HOW TO COMPLETE THIS TASK →
Each line below with the string "bytes" should be copied.
[Opening RECORDS SHOWN section]
//! `YYMMDD` date keys indexing one analysis artifact per day.
//!
//! Keys assume the 21st century: the two-digit year is always `2000 + YY`.
//! That is an explicit, documented limitation of the artifact naming scheme,
//! not something this module tries to paper over. Because the century is
//! fixed, ascending lexicographic order of the six digits equals ascending
//! calendar order.

use std::fmt;
use std::str::FromStr;

use chrono::{Datelike, Local, NaiveDate};

use crate::error::DateKeyError;

/// A validated six-digit `YYMMDD` key for one day's artifact.
///
/// Construction goes through [`DateKey::from_str`] (raw strings) or
/// [`DateKey::today`] (the local clock), so every held value names a real
/// calendar date and display formatting cannot fail.
#[derive(Debug, Clone, Copy, PartialEq, Eq, PartialOrd, Ord, Hash)]
pub struct DateKey(NaiveDate);

impl DateKey {
    /// Key for the current date on the local clock.
    #[must_use]
    pub fn today() -> Self {
        Self(Local::now().date_naive())
    }

    /// The underlying calendar date.
    #[must_use]
    pub fn date(self) -> NaiveDate {
        self.0
    }

    /// Long human-readable form for display, e.g. `Friday, July 25, 2025`.
    #[must_use]
    pub fn display(self) -> String {
        self.0.format("%A, %B %-d, %Y").to_string()
    }
}

impl fmt::Display for DateKey {
    fn fmt(&self, f: &mut fmt::Formatter<'_>) -> fmt::Result {
        write!(
            f,
            "{:02}{:02}{:02}",
            self.0.year() % 100,
            self.0.month(),
            self.0.day()
        )
    }
}

impl FromStr for DateKey {
    type Err = DateKeyError;

    fn from_str(s: &str) -> Result<Self, Self::Err> {
        if s.len() != 6 {
            return Err(DateKeyError::WrongLength(s.to_string()));
        }
        if !s.bytes().all(|b| b.is_ascii_digit()) {
            return Err(DateKeyError::NotNumeric(s.to_string()));
        }

        // Slicing is safe: six ASCII digits were just verified.
        let field =
            |range: std::ops::Range<usize>| -> u32 { s[range].parse().unwrap_or_default() };
        let year = 2000 + i32::try_from(field(0..2)).unwrap_or_default();
        let month = field(2..4);
        let day = field(4..6);

        NaiveDate::from_ymd_opt(year, month, day)
            .map(Self)
            .ok_or_else(|| DateKeyError::ImpossibleDate(s.to_string()))
    }
}

/// Renders a raw key string as a long date, falling back to the raw key when
/// it cannot be parsed. Display code should never crash over a bad key.
#[must_use]
pub fn display_or_raw(raw: &str) -> String {
    DateKey::from_str(raw).map_or_else(|_| raw.to_string(), DateKey::display)
}

#[cfg(test)]
mod tests {
    use super::*;

    #[test]
    fn parses_valid_key_into_calendar_date() {
        let key: DateKey = "250725".parse().expect("valid key");
        assert_eq!(key.date(), NaiveDate::from_ymd_opt(2025, 7, 25).unwrap());
    }

    #[test]
    fn year_is_offset_from_2000() {
        let key: DateKey = "000101".parse().expect("valid key");
        assert_eq!(key.date().year(), 2000);
        let key: DateKey = "991231".parse().expect("valid key");
        assert_eq!(key.date().year(), 2099);
    }

    #[test]
    fn round_trips_through_display_form() {
        let key: DateKey = "250705".parse().expect("valid key");
        assert_eq!(key.to_string(), "250705");
    }

    #[test]
    fn rejects_wrong_length() {
        assert_eq!(
            "25072".parse::<DateKey>(),
            Err(DateKeyError::WrongLength("25072".to_string()))
        );
        assert_eq!(
            "2507251".parse::<DateKey>(),
            Err(DateKeyError::WrongLength("2507251".to_string()))
        );
    }

    #[test]
    fn rejects_non_numeric() {
        assert_eq!(
            "25jul5".parse::<DateKey>(),
            Err(DateKeyError::NotNumeric("25jul5".to_string()))
        );
    }

    #[test]
    fn rejects_impossible_month_and_day() {
        assert_eq!(
            "251325".parse::<DateKey>(),
            Err(DateKeyError::ImpossibleDate("251325".to_string()))
        );
        assert_eq!(
            "250732".parse::<DateKey>(),
            Err(DateKeyError::ImpossibleDate("250732".to_string()))
        );
        // Feb 30 is numerically plausible but not a real date.
        assert_eq!(
            "250230".parse::<DateKey>(),
            Err(DateKeyError::ImpossibleDate("250230".to_string()))
        );
    }

    #[test]
    fn long_display_includes_weekday_month_and_full_year() {
        let key: DateKey = "250725".parse().expect("valid key");
        assert_eq!(key.display(), "Friday, July 25, 2025");
    }

    #[test]
    fn lexicographic_key_order_matches_calendar_order() {
        let a: DateKey = "241231".parse().expect("valid key");
        let b: DateKey = "250101".parse().expect("valid key");
        assert!(a < b);
        assert!(a.to_string() < b.to_string());
    }

    #[test]
    fn display_or_raw_falls_back_to_raw_key() {
        assert_eq!(display_or_raw("250725"), "Friday, July 25, 2025");
        assert_eq!(display_or_raw("garbage"), "garbage");
        assert_eq!(display_or_raw("251340"), "251340");
    }

    #[test]
    fn today_produces_a_six_digit_key() {
        let key = DateKey::today();
        let rendered = key.to_string();
        assert_eq!(rendered.len(), 6);
        assert!(rendered.bytes().all(|b| b.is_ascii_digit()));
        // And it must re-parse to the same date.
        assert_eq!(rendered.parse::<DateKey>().expect("round trip"), key);
    }
}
[Closing RECORDS SHOWN section]
RESPONSE FOR THIS EXERCISE →
        if !s.bytes().all(|b| b.is_ascii_digit()) {
        assert!(rendered.bytes().all(|b| b.is_ascii_digit()));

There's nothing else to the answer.